Soo jetzt mal eine Frage in Richtung der pixelverschiebender Fachmänner,

es geht um eine Firma die Dacharbeiten vornimmt. Jetzt habe ich mir für deren Werbeunterlagen und auch für die Webseite einen eyecatcher (im wahrsten Sinne des Wortes) ausgedacht. So frei nach dem Motto „Qualität die ins Auge fällt“

Dachte ich mir ein Auge zu nehmen in dem sich ein Musterhaus/Dach wiederspiegelt. Allerdings ist es nicht ganz so einfach ein vernünftiges Tutorial dafür zu finden. In deutsch schon dreimal nicht. Und von den wenigen englischen die ich finden konnte, waren die meisten schon nicht mehr aktuell und die Seiten vom Server gelöscht. Also hab ich mich selbst einmal ans Werk gemacht.

Ausgangsbilder waren Bild1 – ein Musterhaus und Bild2 – ein Auge.
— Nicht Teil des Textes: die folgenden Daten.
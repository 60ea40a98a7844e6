use std::process::ExitCode;

use clap::Parser;

use lumenfe::settings::EditorSettings;
use lumenfe::{cli, i18n, log_info, logger};

#[tokio::main]
async fn main() -> ExitCode {
    let args = cli::CliArgs::parse();

    // Initialize session log (overwrites previous session log)
    logger::init(args.verbose);

    // Initialize the internationalization system
    i18n::init();
    let settings = EditorSettings::load();
    let language = if settings.language.is_empty() {
        i18n::detect_system_language()
    } else {
        settings.language.clone()
    };
    i18n::set_language(&language);

    log_info!("LumenFE {} ({} transport)", env!("CARGO_PKG_VERSION"), settings.transport.as_str());
    cli::run(args, settings).await
}
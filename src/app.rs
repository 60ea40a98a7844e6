// ============================================================================
// EDITOR ORCHESTRATOR — validate, invoke, then commit or fail
// ============================================================================
//
// Every tool runs the same sequence:
//
//   Idle → Validating → Invoking → Committing | Preview | Failed → Idle
//
// Validating captures the current entry id, artifact and mask under the
// project lock. Invoking runs without the lock. Committing takes the lock
// again and only appends if the current entry is still the captured one, so
// two tools that resolve out of order cannot overwrite each other. A tool
// cannot be started twice while it is still running.
// ============================================================================

use std::collections::HashSet;
use std::fmt;
use std::sync::{Arc, Mutex as StdMutex, MutexGuard as StdMutexGuard};

use image::GrayImage;
use tokio::sync::Mutex;
use uuid::Uuid;

use crate::ai::{
    CancelToken, DetectedObject, EditError, MissingInput, PollPolicy, PollState, PromptCheck, RemoteEditService,
    RemoteOp, ResultSource, ToolSuggestion, TransportErrorKind,
};
use crate::artifact::{Artifact, ArtifactError};
use crate::components::history::{HistoryError, HistoryListing};
use crate::components::tools::{ToolId, ToolParams};
use crate::ops::{self, CompositeError, FontResolver, LocalOp};
use crate::params;
use crate::project::{Preview, Project};
use crate::settings::EditorSettings;

#[derive(Clone, Copy, Debug, PartialEq, Eq)]
pub enum NoticeLevel {
    Info,
    Success,
    Error,
}

/// A message for the user, already localized.
#[derive(Clone, Debug, PartialEq, Eq)]
pub struct Notice {
    pub level: NoticeLevel,
    pub message: String,
}

/// How a remote tool finished.
#[derive(Clone, Copy, Debug, PartialEq, Eq)]
pub enum Outcome {
    Committed { entry: Uuid, source: ResultSource },
    /// Held as a preview until accepted or discarded.
    Previewing { source: ResultSource },
}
Ich gebe zu die Qualität/Auflösung beider Bilder sind nicht berauschend, allerdings war dies auch nur zu Testzwecken gedacht. Für den Ernstfall hätte ich schon größere gewählt. Es ging jetzt nur einmal um das Testen wie so was aussehen könnte – Bild3

Habe halt das Haus rund ausgeschnitten, die Kanten wich retuschiert, gewölbt (um die Wölbung der Pupille zu unterstreichen) und ein paar verschiedne Arten der Deckgraft ausprobiert. Aber mal ganz ehrlich; würde Euch das beim ersten Blick ins Auge fallen ?

Das Problem ist, wenn ich das Auge nicht wölbe und mehr Sättigung drin lasse, erkennt man das Haus sicherlich besser aber man merkt auch gleich das es nur „draufgeklatscht“ wurde – hat dann nix mit einer Spiegelung zu tun. Und andersherum, so wie es jetzt ist, fällt es kaum auf. 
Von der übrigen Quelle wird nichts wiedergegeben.